Over the years, I’ve absorbed quite a few lessons, and my hope is that this continued education will make be a better business person, editor, interviewer, mom, wife, coworker, friend, and human being.
But here’s where things get tricky. When you follow as many people as I do on Twitter and LinkedIn, you’re bound to get exposed to a wide range of management styles and overall philosophies—which means some very conflicting opinions. And while this can be very beneficial in ensuring you don’t exist in a vacuum, it can also be quite confusing.
For example, a few years ago Facebook CEO Sheryl Sandberg famously urged women to “Lean In” and remain in the workforce after having children. She believes women often bow out because they doubt their ability to combine the two worlds, and as a result, are cheating themselves. Sandberg also makes the strong case that reentering the workforce after being out for several years is far more challenging than most believe.
So “Leaning In” is good, right? Not if you believe a recent Observer piece, which suggests that the much-talked about book is “filled with flawed advice likely to hurt women.”
And then there’s the work/life balance debate. Some experts say there’s no harm in doing some “email pruning” to avoid coming back from vacation to thousands of messages. Others, however, believe the practice can hinder productivity and squelch innovation — not to mention leading to a further blurring of the lines between work and home (Harvard Business Review).
Finally, there’s this one: is saying yes the secret to career advancement… or being willing to say no? During a recent interview, I asked Jennifer Laughlin Mueller, CIO at Watertown Regional Medical Center, how she was able to rise to the CIO role just six year after accepting a position as medical records coordinator. Her answer? “You volunteer for things. You say yes to things that you might not know anything about, but you figure it out.” Although she had no experience in radiology, Mueller agreed head up the department, because she believes in always “saying yes and taking things on,” and now oversees not only IS, but health information management and coding.
You can’t argue that a willingness to say “yes” has worked out for Mueller, someone who also carves out time for mentoring and volunteering work.

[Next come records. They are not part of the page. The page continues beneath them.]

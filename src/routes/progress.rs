use crate::{auth::PlayerId, models::PlayerProgress, AppState};
use axum::{extract::State, http::StatusCode, Json};
use std::sync::Arc;

/// Progress of the calling player
pub async fn get_progress(
    player: PlayerId,
    State(state): State<Arc<AppState>>,
) -> Result<Json<PlayerProgress>, StatusCode> {
    let progress = state.progress.load(player.as_str()).await.map_err(|e| {
        tracing::error!("Failed to load progress for {}: {}", player.as_str(), e);
        StatusCode::INTERNAL_SERVER_ERROR
    })?;

    Ok(Json(progress))
}

/// Forget every level the calling player has completed
pub async fn reset_progress(
    player: PlayerId,
    State(state): State<Arc<AppState>>,
) -> Result<StatusCode, StatusCode> {
    state.progress.reset(player.as_str()).await.map_err(|e| {
        tracing::error!("Failed to reset progress for {}: {}", player.as_str(), e);
        StatusCode::INTERNAL_SERVER_ERROR
    })?;

    tracing::info!("Progress reset for player {}", player.as_str());
    Ok(StatusCode::NO_CONTENT)
}
use anyhow::Result;
use async_trait::async_trait;
use dashmap::DashMap;
use sqlx::PgPool;

use crate::{db::queries, models::PlayerProgress};

/// Where player progress lives between games
#[async_trait]
pub trait ProgressStore: Send + Sync {
    async fn load(&self, player_id: &str) -> Result<PlayerProgress>;

    /// Record a won level and return the updated progress
    async fn record_completion(
        &self,
        player_id: &str,
        level: u32,
        score: u32,
    ) -> Result<PlayerProgress>;

    async fn reset(&self, player_id: &str) -> Result<()>;
}

/// Progress kept in process memory; lost on restart
pub struct MemoryProgressStore {
    players: DashMap<String, PlayerProgress>,
    max_level: u32,
}

impl MemoryProgressStore {
    pub fn new(max_level: u32) -> Self {
        Self {
            players: DashMap::new(),
            max_level,
        }
    }
}

#[async_trait]
impl ProgressStore for MemoryProgressStore {
    async fn load(&self, player_id: &str) -> Result<PlayerProgress> {
        Ok(self
            .players
            .get(player_id)
            .map(|p| p.clone())
            .unwrap_or_else(|| PlayerProgress::new(player_id)))
    }

    async fn record_completion(
        &self,
        player_id: &str,
        level: u32,
        score: u32,
    ) -> Result<PlayerProgress> {
        let mut entry = self
            .players
            .entry(player_id.to_string())
            .or_insert_with(|| PlayerProgress::new(player_id));
        entry.record_completion(level, score, self.max_level);
        Ok(entry.clone())
    }

    async fn reset(&self, player_id: &str) -> Result<()> {
        self.players.remove(player_id);
        Ok(())
    }
}

/// Progress stored in Postgres
pub struct PgProgressStore {
    pool: PgPool,
    max_level: u32,
}

impl PgProgressStore {
    pub fn new(pool: PgPool, max_level: u32) -> Self {
        Self { pool, max_level }
    }
}

#[async_trait]
impl ProgressStore for PgProgressStore {
    async fn load(&self, player_id: &str) -> Result<PlayerProgress> {
        let unlocked = queries::get_unlocked_level(&self.pool, player_id).await?;
        let Some(unlocked) = unlocked else {
            return Ok(PlayerProgress::new(player_id));
        };
        let rows = queries::get_level_progress(&self.pool, player_id).await?;
        Ok(PlayerProgress::from_rows(player_id, unlocked, &rows))
    }

    async fn record_completion(
        &self,
        player_id: &str,
        level: u32,
        score: u32,
    ) -> Result<PlayerProgress> {
        let next = if level < self.max_level { level + 1 } else { level };
        queries::record_completion(
            &self.pool,
            player_id,
            i32::try_from(level)?,
            i32::try_from(score).unwrap_or(i32::MAX),
            i32::try_from(next)?,
        )
        .await?;
        self.load(player_id).await
    }

    async fn reset(&self, player_id: &str) -> Result<()> {
        queries::reset_progress(&self.pool, player_id).await?;
        Ok(())
    }
}

#[cfg(test)]
mod tests {
    use super::*;

    #[test]
    fn test_memory_store_starts_fresh() {
        let store = MemoryProgressStore::new(20);
        let progress = tokio_test::block_on(store.load("alice")).unwrap();
        assert_eq!(progress, PlayerProgress::new("alice"));
    }

    #[test]
    fn test_memory_store_records_and_resets() {
        let store = MemoryProgressStore::new(20);

        let progress = tokio_test::block_on(store.record_completion("alice", 1, 250)).unwrap();
        assert_eq!(progress.unlocked_level, 2);
        assert_eq!(progress.total_score, 250);

        // Other players are unaffected
        let bob = tokio_test::block_on(store.load("bob")).unwrap();
        assert_eq!(bob.unlocked_level, 1);

        tokio_test::block_on(store.reset("alice")).unwrap();
        let progress = tokio_test::block_on(store.load("alice")).unwrap();
        assert_eq!(progress.unlocked_level, 1);
        assert!(progress.levels.is_empty());
    }

    #[test]
    fn test_memory_store_caps_unlock_at_max_level() {
        let store = MemoryProgressStore::new(2);
        tokio_test::block_on(store.record_completion("alice", 1, 10)).unwrap();
        let progress = tokio_test::block_on(store.record_completion("alice", 2, 10)).unwrap();
        assert_eq!(progress.unlocked_level, 2);
    }
}
use thiserror::Error;

/// Errors reported back to a player for requests that cannot be honoured.
///
/// None of these come out of grid generation or selection checks: those
/// degrade to "no match" or a partial placement instead.
#[derive(Debug, Error, Clone, PartialEq, Eq)]
pub enum GameError {
    #[error("No level is being played")]
    NoActiveSession,

    #[error("Level {0} does not exist")]
    UnknownLevel(u32),

    #[error("Level {0} is locked")]
    LevelLocked(u32),

    #[error("This level attempt is already over")]
    AttemptFinished,

    #[error("The game is paused")]
    Paused,

    #[error("No hints remaining")]
    NoHintsRemaining,

    #[error("Every hidden word has already been found")]
    NothingToReveal,

    #[error("Grid row {row} has {len} letters, expected {size}")]
    NonSquareGrid { row: usize, len: usize, size: usize },

    #[error("Placement of {0} does not match the grid letters")]
    InconsistentPlacement(String),
}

And yet, other successful women have made the case for saying no. In a Forbes piece, Ertharin Cousin, executive director of the World Food Programme, urged women to “cozy up to the word ‘no,’” even if it means practicing saying it. And in an amusing yet very insightful piece on LinkedIn Pulse, Lena Dunham — creator and star of the HBO hit series, Girls — declared 2015 as her ‘Year of No,’ an act she plans to repeat. Dunham believes women are people pleasers and are likely to say yes even when they are unable to complete a task, for fear of how they will be perceived. I happened to agree with her. “No is a work that could have served me well many times, but I didn’t ever feel I had the right to use it,” she wrote.
That being said, I agree wholeheartedly with Mueller as well.
How can that be? How can two pieces of advice that are so intrinsically different—and in fact, represent opposite philosophies — both serve to benefit readers?
Simple. In the complex professional world, there is no blanket advice. Different situations call for different approaches. What works for one person may completely miss the mark for another, because we’re all at different points in our career, working for different people at different companies. And I believe that by having a variety advice in your arsenal, you’re better prepared to face any challenge.